Relevant Fiction Reviews: Road Trip Romance!

Relevant Fiction Reviews

Summer’s here, and it’s time for a road trip! If the price of gas is keeping you close to home, take a virtual trip with a fictional road trip. Here are several I recommend:


This Life (Murphy Brothers #4)This Life by Jennifer Rodewald
If you’ve read books 1-3 in the Murphy Brothers series, you probably didn’t care much for cold, snooty Kate and Jacob. Especially once you learned that they’d betrayed Jackson Murphy. There’s a world of pain and insecurity hiding beneath that hoity-toity veneer, and Jennifer Rodewald exposes every last drop of it by letting her characters hit rock bottom and then sending them on the road, where simplicity and intimacy is forced upon them.

As the story says, the worst times can end up becoming the best times, once we’ve stripped away all the excess that has been distracting us from what’s most important: God and relationships being at the top of that list.

This Life also delves into a theme I’ve not often seen in romance – the dignity of work. God made work for man, not the other way around, and that’s ably demonstrated here.

This isn’t your typical romance – the characters are already married – but it’s an important story about redemption and second chances. And even if you’ve never declared bankruptcy and boondocked across the American West in a schoolie, you may recognize yourself in Jacob and Kate – your shame, pride, cowardice, and your resistance to complete honesty and vulnerability, even with those closest to you. Even your spouse. I know I saw a little of myself there, and I’m better for having read This Life.
Relevant Fiction Reviews: Road Trip Romance! Avoid the pain at the pump and take a fictional ride. Click To Tweet
The Noble Guardian (The Bow Street Runners, #3)The Noble Guardian by Michelle Griep
When I think of a road trip novel, I think contemporary. But Michelle Griep busted all of those notions with this 19th c. English novel of a gruff horse patrol captain guarding a lady and a baby (neither of whom belong to him) from inn to inn across dangerous countryside.
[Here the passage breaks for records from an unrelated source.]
//! Output module for rendering and persisting extraction results
//!
//! This module handles:
//! - Rendering results as markdown sections for the terminal
//! - Exporting rows as CSV
//! - Exporting values as pretty JSON

mod csv_output;
mod json_output;
mod markdown;
mod traits;

pub use csv_output::{export_csv, write_csv};
pub use json_output::{read_json, to_json_string, write_json};
pub use markdown::{format_result, format_summary};
pub use traits::{OutputError, OutputResult, Tabular};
Despite the fact that Captain Thatcher is escorting Miss Gilbert to the manor of her betrothed, as you’d expect, they grow to care for one another as they survive discomfort and peril.

All together an enjoyable read with a satisfying ending! I have not yet read the previous two books in the series, and this one can stand alone quite nicely.

A Cross-Country ChristmasA Cross-Country Christmas by Courtney Walsh
This Christmas romance was a wonderful escape! I know it’s supposed to be on the lighter side – and there is some levity – but by the end, I was thoroughly moved by Will’s regret and the sting of rejection Lauren never got over (no matter what she says). The pain of unrequited love runs deep.

This was my first Christmas book of the season, but I have a feeling it will remain a favorite.

Infinity + OneInfinity + One by Amy Harmon
“I can put this book down at any time. It’s different than Amy Harmon’s other books I’ve read.” That’s what I kept telling myself until I realized I was lurking outside my own bedroom door after 1:00 a.m. knowing I had to be up in under five hours but was intent on finishing the novel!

Amy Harmon creates wonderful characters who are simultaneously unique and universal. Take Finn Clyde. Probably not many ex-con/surviving twin/mathematicians in the reading audience, but plenty of people who know loss and loneliness. Or how about Bonnie Rae Shelby? Very few hillbilly singing/songwriting superstars, but lots of people who know how it feels to be trapped, not in control, or grief-stricken. That juxtaposition of ordinary and extraordinary makes the characters both memorable and relatable.

I love that Amy Harmon’s romances do not include explicit sex scenes for a host of reasons. When it became obvious **spoiler alert** that Finn and Bonnie were going to consummate their marriage I was anxious that it might degenerate into a description of parts and actions which, frankly, would have been a huge letdown. Instead, I was treated to about the most beautiful (non-explicit) description of married love I’ve ever read.

I thought I would be put off by the switch between the first-person and third-person point of view, but I wasn’t. It was seamless. As usual in Amy Harmon’s book, there are lots of interesting layers. There’s history, morality, action, romance woven all over the place.

Kudos, Amy! Another book that will stay on my Kindle indefinitely to be re-read and savored.